■ **Exercise**: Could you please find each line in the records that contains the word "return" and copy it?

───── Record excerpts

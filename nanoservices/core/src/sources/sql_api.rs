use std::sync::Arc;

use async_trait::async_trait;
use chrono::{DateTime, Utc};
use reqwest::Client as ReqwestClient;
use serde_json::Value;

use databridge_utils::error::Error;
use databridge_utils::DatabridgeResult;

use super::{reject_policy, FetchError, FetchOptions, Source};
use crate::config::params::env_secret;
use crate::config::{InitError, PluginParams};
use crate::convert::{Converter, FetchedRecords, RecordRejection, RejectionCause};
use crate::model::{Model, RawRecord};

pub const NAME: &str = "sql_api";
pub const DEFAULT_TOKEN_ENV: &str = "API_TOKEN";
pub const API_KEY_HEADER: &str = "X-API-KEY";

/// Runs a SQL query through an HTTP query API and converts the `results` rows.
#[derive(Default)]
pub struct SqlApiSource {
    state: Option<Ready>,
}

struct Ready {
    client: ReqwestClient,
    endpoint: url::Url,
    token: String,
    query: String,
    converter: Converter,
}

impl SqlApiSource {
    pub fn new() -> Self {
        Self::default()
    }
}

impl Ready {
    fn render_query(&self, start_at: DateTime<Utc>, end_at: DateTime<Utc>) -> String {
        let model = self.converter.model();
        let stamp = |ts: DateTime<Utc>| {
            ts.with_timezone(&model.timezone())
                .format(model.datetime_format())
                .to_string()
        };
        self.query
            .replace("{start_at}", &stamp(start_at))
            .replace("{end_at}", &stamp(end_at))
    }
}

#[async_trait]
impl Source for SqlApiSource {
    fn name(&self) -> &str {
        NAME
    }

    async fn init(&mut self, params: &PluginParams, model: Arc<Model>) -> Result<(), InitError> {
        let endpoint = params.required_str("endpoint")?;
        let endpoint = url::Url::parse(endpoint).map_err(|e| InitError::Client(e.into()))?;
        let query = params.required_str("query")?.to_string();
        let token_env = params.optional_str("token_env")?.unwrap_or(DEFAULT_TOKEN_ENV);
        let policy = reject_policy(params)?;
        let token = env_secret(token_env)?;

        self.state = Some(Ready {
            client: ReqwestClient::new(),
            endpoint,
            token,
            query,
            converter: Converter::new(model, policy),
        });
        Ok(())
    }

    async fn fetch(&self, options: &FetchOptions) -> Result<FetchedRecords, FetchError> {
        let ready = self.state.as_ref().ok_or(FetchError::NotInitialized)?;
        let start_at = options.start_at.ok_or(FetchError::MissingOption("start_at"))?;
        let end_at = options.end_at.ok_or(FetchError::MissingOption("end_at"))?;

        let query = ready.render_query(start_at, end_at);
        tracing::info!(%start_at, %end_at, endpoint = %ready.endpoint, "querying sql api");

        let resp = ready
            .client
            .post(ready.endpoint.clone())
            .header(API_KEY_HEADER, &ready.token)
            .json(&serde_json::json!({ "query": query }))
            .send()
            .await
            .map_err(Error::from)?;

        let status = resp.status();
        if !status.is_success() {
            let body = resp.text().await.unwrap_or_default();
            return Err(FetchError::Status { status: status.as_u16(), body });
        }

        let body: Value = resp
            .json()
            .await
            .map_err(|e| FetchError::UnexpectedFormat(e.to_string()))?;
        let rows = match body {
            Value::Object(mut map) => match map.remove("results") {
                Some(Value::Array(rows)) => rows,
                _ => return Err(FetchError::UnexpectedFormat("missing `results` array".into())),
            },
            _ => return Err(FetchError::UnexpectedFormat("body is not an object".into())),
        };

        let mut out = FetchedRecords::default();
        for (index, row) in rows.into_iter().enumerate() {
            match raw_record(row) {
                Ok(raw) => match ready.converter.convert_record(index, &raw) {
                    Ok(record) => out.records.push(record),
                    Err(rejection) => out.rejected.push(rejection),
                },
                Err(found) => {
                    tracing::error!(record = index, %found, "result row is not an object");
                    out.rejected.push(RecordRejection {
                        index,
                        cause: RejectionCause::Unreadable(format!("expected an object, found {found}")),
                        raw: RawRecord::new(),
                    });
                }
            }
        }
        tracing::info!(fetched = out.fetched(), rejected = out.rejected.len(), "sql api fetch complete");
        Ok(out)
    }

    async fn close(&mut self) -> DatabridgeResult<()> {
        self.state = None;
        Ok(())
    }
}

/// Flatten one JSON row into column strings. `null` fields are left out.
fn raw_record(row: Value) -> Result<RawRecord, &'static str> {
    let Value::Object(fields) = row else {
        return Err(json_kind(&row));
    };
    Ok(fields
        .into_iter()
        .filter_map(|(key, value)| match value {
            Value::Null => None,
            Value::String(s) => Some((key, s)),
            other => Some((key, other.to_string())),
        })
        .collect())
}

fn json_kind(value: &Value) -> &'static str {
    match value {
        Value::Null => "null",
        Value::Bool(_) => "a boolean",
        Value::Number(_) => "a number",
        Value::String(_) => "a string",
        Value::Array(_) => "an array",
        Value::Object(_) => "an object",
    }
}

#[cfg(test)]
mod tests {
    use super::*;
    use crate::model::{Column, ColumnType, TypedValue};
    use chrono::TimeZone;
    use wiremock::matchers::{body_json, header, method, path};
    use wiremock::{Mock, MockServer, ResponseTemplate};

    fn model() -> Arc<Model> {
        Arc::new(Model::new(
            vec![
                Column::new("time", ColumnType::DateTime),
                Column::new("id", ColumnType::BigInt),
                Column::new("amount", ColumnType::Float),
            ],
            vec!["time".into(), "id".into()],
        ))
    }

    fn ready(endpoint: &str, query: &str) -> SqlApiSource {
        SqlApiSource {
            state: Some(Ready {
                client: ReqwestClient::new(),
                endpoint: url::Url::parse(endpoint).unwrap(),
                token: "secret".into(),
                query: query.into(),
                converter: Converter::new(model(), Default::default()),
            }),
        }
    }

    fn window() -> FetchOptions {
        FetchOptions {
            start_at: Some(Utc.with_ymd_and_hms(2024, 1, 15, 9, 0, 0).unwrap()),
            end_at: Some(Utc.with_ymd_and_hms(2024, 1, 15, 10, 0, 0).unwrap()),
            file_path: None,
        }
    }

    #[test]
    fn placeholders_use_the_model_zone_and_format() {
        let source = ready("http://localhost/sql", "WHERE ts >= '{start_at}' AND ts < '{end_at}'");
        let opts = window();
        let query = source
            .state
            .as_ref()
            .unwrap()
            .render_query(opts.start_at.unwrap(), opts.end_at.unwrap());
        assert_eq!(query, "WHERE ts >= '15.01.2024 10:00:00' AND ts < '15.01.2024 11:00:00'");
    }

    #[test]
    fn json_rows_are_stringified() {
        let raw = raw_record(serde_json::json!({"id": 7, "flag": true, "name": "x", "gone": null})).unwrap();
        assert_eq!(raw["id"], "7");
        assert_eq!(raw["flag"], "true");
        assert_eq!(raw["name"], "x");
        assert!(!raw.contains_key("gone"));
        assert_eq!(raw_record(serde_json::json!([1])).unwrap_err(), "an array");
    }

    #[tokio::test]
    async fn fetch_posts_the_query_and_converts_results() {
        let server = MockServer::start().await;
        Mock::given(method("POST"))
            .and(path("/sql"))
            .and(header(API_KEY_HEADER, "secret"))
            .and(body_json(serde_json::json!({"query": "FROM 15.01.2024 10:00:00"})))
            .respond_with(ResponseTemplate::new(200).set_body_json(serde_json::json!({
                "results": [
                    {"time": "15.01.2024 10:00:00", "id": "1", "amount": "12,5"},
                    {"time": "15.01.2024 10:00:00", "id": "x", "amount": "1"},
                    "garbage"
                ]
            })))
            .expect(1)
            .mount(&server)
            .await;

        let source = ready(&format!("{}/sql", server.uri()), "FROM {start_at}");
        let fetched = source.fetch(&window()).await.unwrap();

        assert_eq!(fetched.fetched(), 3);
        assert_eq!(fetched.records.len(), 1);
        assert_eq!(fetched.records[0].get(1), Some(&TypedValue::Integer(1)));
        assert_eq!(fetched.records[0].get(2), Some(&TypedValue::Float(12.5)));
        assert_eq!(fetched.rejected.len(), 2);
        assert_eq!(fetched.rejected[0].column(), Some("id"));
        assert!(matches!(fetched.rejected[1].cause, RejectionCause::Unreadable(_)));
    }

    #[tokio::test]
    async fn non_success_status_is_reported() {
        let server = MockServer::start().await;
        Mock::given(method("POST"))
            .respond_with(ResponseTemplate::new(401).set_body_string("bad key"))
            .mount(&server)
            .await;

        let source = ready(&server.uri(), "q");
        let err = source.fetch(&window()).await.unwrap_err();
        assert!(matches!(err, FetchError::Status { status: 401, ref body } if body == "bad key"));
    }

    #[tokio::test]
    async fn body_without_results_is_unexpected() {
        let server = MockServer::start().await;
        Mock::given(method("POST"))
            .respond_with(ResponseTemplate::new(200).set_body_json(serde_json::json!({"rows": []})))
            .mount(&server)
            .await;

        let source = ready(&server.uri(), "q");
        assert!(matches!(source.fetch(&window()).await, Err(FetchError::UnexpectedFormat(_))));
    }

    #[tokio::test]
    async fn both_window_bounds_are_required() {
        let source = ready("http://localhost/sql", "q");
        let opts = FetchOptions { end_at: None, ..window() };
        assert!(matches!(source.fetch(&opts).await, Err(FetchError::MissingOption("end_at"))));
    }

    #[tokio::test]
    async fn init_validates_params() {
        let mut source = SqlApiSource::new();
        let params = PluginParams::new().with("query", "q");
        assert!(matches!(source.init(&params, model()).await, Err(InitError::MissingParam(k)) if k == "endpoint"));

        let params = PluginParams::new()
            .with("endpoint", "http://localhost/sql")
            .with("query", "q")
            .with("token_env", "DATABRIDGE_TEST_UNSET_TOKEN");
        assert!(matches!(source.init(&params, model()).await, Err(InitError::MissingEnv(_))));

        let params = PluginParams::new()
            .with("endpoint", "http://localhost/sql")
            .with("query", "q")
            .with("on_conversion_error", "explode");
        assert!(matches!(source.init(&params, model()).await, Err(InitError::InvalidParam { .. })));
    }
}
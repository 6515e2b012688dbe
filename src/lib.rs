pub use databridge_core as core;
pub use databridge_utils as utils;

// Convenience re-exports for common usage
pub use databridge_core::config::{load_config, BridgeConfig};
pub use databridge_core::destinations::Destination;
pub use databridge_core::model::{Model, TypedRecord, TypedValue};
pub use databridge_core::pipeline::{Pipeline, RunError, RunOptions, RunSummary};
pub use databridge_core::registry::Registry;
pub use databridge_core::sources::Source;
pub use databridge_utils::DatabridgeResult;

──────────

■ **Task solution**:
            return Err(FetchError::Status { status: status.as_u16(), body });
                _ => return Err(FetchError::UnexpectedFormat("missing `results` array".into())),
            _ => return Err(FetchError::UnexpectedFormat("body is not an object".into())),
        return Err(json_kind(&row));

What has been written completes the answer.